Czym są Normalizing Flows? To modele, które uczą się przekształcać dane rzeczywiste (np. obrazy) w szum i odwrotnie, z możliwością dokładnego obliczania prawdopodobieństwa wygenerowanego obrazu – coś, czego nie potrafią modele dyfuzyjne.
Pierwsze badanie TarFlow łączy Normalizing Flows z architekturą Transformerów. Generuje obraz bez tokenizacji, operując bezpośrednio na wartościach pikseli. To redukuje utratę jakości typową dla modeli przekształcających obrazy w symbole tekstowe.
Obrazy o różnych rozdzielczościach wygenerowane przez modele TarFlow. Od lewej do prawej, od góry do dołu: obrazy 256×256 w AFHQ, obrazy 128×128 i 64×64 w ImageNet.

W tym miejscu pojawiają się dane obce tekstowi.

#[cfg(test)]
mod tests {
    use super::*;

    fn reference() -> SimulationScenario {
        SimulationScenario {
            base_year: 2024,
            target_year: 2025,
            revenues: vec![
                ProjectionItem::new("Product A", 500_000.0, 600_000.0),
                ProjectionItem::new("Product B", 350_000.0, 400_000.0),
            ],
            expenses: vec![
                ProjectionItem::new("Payroll", 450_000.0, 500_000.0),
                ProjectionItem::new("Rent", 100_000.0, 100_000.0),
            ],
            investments: vec![],
            assumed_exchange_rate: 1.0,
            scenario_type: ScenarioType::Positive,
        }
    }

    #[test]
    fn test_growth_floor_substitutes_low_growth() {
        let outcome = apply_growth_floor(
            1_000_000.0,
            600_000.0,
            TargetTotals {
                revenue: 1_020_000.0,
                expenses: 610_000.0,
            },
            &GrowthFloorPolicy::default(),
        );
        assert!(outcome.fallback_applied);
        assert_eq!(outcome.targets.revenue, 1_200_000.0);
        assert_eq!(outcome.targets.expenses, 672_000.0);
        assert_eq!(outcome.supplied.revenue, 1_020_000.0);
    }

    #[test]
    fn test_growth_floor_threshold_is_inclusive() {
        let outcome = apply_growth_floor(
            1_000_000.0,
            0.0,
            TargetTotals {
                revenue: 1_050_000.0,
                expenses: 0.0,
            },
            &GrowthFloorPolicy::default(),
        );
        assert!(outcome.fallback_applied);
    }

    #[test]
    fn test_growth_floor_keeps_plausible_growth() {
        let supplied = TargetTotals {
            revenue: 1_300_000.0,
            expenses: 700_000.0,
        };
        let outcome =
            apply_growth_floor(1_000_000.0, 600_000.0, supplied, &GrowthFloorPolicy::default());
        assert!(!outcome.fallback_applied);
        assert_eq!(outcome.targets, supplied);
    }

    #[test]
    fn test_growth_floor_disabled_or_no_reference() {
        let supplied = TargetTotals {
            revenue: 900_000.0,
            expenses: 700_000.0,
        };
        let disabled =
            apply_growth_floor(1_000_000.0, 600_000.0, supplied, &GrowthFloorPolicy::disabled());
        assert!(!disabled.fallback_applied);

        let no_reference = apply_growth_floor(0.0, 0.0, supplied, &GrowthFloorPolicy::default());
        assert!(!no_reference.fallback_applied);
        assert_eq!(no_reference.targets, supplied);
    }

    #[test]
    fn test_uniform_allocation_by_share() {
        let result = carry_forward_scenario(
            &reference(),
            TargetTotals {
                revenue: 1_200_000.0,
                expenses: 660_000.0,
            },
            &ScenarioRatios::default(),
            &[],
            &GrowthFloorPolicy::default(),
        );
        assert_eq!(result.revenues[0].base_amount, 600_000.0);
        assert_eq!(result.revenues[0].projected_amount, 720_000.0);
        assert_eq!(result.revenues[1].projected_amount, 480_000.0);
        assert_eq!(result.expenses[0].projected_amount, 550_000.0);
        assert_eq!(result.expenses[1].projected_amount, 110_000.0);
    }

    #[test]
    fn test_focus_project_absorbs_all_growth() {
        let result = carry_forward_scenario(
            &reference(),
            TargetTotals {
                revenue: 1_200_000.0,
                expenses: 600_000.0,
            },
            &ScenarioRatios::default(),
            &["product a".to_string()],
            &GrowthFloorPolicy::default(),
        );
        assert_eq!(result.revenues[0].projected_amount, 800_000.0);
        assert_eq!(result.revenues[1].projected_amount, 400_000.0);
    }

    #[test]
    fn test_unmatched_focus_falls_back_to_uniform() {
        let result = carry_forward_scenario(
            &reference(),
            TargetTotals {
                revenue: 1_200_000.0,
                expenses: 600_000.0,
            },
            &ScenarioRatios::default(),
            &["Product Z".to_string()],
            &GrowthFloorPolicy::default(),
        );
        assert_eq!(result.revenues[0].projected_amount, 720_000.0);
    }

    #[test]
    fn test_quarters_sum_to_annual() {
        let ratios = ScenarioRatios {
            revenue: QuarterlyRatios {
                q1: 0.13,
                q2: 0.29,
                q3: 0.31,
                q4: 0.27,
            },
            expenses: QuarterlyRatios {
                q1: 0.3,
                q2: 0.3,
                q3: 0.3,
                q4: 0.1,
            },
        };
        let result = carry_forward_scenario(
            &reference(),
            TargetTotals {
                revenue: 1_234_567.0,
                expenses: 777_777.0,
            },
            &ratios,
            &[],
            &GrowthFloorPolicy::default(),
        );
        for item in result.revenues.iter().chain(result.expenses.iter()) {
            let quarters = item.projected_quarterly.unwrap();
            assert_eq!(quarters.total(), item.projected_amount, "{}", item.category);
        }
        let revenue_total: f64 = result.revenues.iter().map(|i| i.projected_amount).sum();
        assert_eq!(revenue_total, 1_234_567.0);
    }

    #[test]
    fn test_split_quarterly_respects_start_month() {
        let split = split_quarterly(90_000.0, &QuarterlyRatios::even(), Some(5));
        assert_eq!(split.q1, 0.0);
        assert_eq!(split.total(), 90_000.0);
        assert_eq!(split.q2, 30_000.0);
    }

    #[test]
    fn test_rebalance_quarters() {
        let mut item = ProjectionItem::new("Consulting", 0.0, 100_001.0);
        rebalance_quarters(&mut item, &QuarterlyRatios::even());
        let quarters = item.projected_quarterly.unwrap();
        assert_eq!(quarters.as_array(), [25_000.0, 25_001.0, 25_000.0, 25_000.0]);
    }

    #[test]
    fn test_split_of_tiny_amount_has_no_negative_quarter() {
        let split = split_quarterly(2.0, &QuarterlyRatios::even(), None);
        assert!(split.as_array().iter().all(|q| *q >= 0.0), "{:?}", split);
        assert_eq!(split.total(), 2.0);

        let late = split_quarterly(1.0, &QuarterlyRatios::even(), Some(10));
        assert_eq!(late.as_array(), [0.0, 0.0, 0.0, 1.0]);
    }

    #[test]
    fn test_discontinued_line_stays_at_zero() {
        let mut reference = reference();
        reference.revenues = vec![
            ProjectionItem::new("Product A", 400_000.0, 500_000.0),
            ProjectionItem::new("Product B", 400_000.0, 500_000.0),
            ProjectionItem::new("Discontinued", 80_000.0, 0.0),
        ];
        let result = carry_forward_scenario(
            &reference,
            TargetTotals {
                revenue: 1_200_005.0,
                expenses: 600_000.0,
            },
            &ScenarioRatios::default(),
            &[],
            &GrowthFloorPolicy::default(),
        );

        let discontinued = &result.revenues[2];
        assert_eq!(discontinued.projected_amount, 0.0);
        assert_eq!(
            discontinued.projected_quarterly,
            Some(QuarterlyAmounts::default())
        );

        assert_eq!(result.revenues[0].projected_amount, 600_003.0);
        assert_eq!(result.revenues[1].projected_amount, 600_002.0);
        let revenue_total: f64 = result.revenues.iter().map(|i| i.projected_amount).sum();
        assert_eq!(revenue_total, 1_200_005.0);
        for item in &result.revenues {
            let quarters = item.projected_quarterly.unwrap();
            assert!(quarters.as_array().iter().all(|q| *q >= 0.0));
            assert_eq!(quarters.total(), item.projected_amount);
        }
    }

    #[test]
    fn test_select_reference_prefers_positive() {
        let positive = reference();
        let negative = SimulationScenario {
            scenario_type: ScenarioType::Negative,
            ..reference()
        };
        let older = SimulationScenario {
            target_year: 2024,
            ..reference()
        };

        let scenarios = vec![older, negative.clone(), positive];
        let chosen = select_reference_scenario(&scenarios, 2025).unwrap();
        assert_eq!(chosen.scenario_type, ScenarioType::Positive);

        let only_negative = vec![negative];
        let chosen = select_reference_scenario(&only_negative, 2025).unwrap();
        assert_eq!(chosen.scenario_type, ScenarioType::Negative);

        assert!(select_reference_scenario(&scenarios, 2030).is_none());
    }

    #[test]
    fn test_next_year_shifts_years() {
        let projection = NextYearProjection::from_json(
            r#"{ "summary": { "total_revenue": 1300000, "total_expenses": 700000 } }"#,
        )
        .unwrap();
        let plan = build_next_year_scenario(
            &reference(),
            &projection,
            &[],
            &GrowthFloorPolicy::default(),
        );
        assert_eq!(plan.scenario.base_year, 2025);
        assert_eq!(plan.scenario.target_year, 2026);
        assert!(!plan.growth.fallback_applied);
        assert_eq!(plan.scenario.total_projected_revenue(), 1_300_000.0);
        assert_eq!(plan.scenario.total_base_revenue(), 1_000_000.0);
    }
}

2 badanie STARFlow działa w przestrzeni latentnej – generuje uproszczony obraz, który dekoder przekształca w wysoką rozdzielczość. Model może być zasilany zewnętrznymi LLM-ami (np. Gemma), które interpretują polecenia tekstowe użytkownika, a STARFlow skupia się na szczegółach wizualnych.
Losowe próbki STARFlow na ImageNet 256 × 256 i 512 × 512.
Jak wygląda porównanie Apple z OpenAI?
GPT-4o generuje obrazy jako sekwencje tokenów (jak tekst), co daje uniwersalność, ale jest wolne i zasobożerne – wymaga pracy w chmurze.
STARFlow jest zoptymalizowany pod pracę lokalną (on-device) – szybszy i bardziej energooszczędny.
Apple stawia na wydajne, lokalne generowanie obrazów, idealne dla urządzeń mobilnych.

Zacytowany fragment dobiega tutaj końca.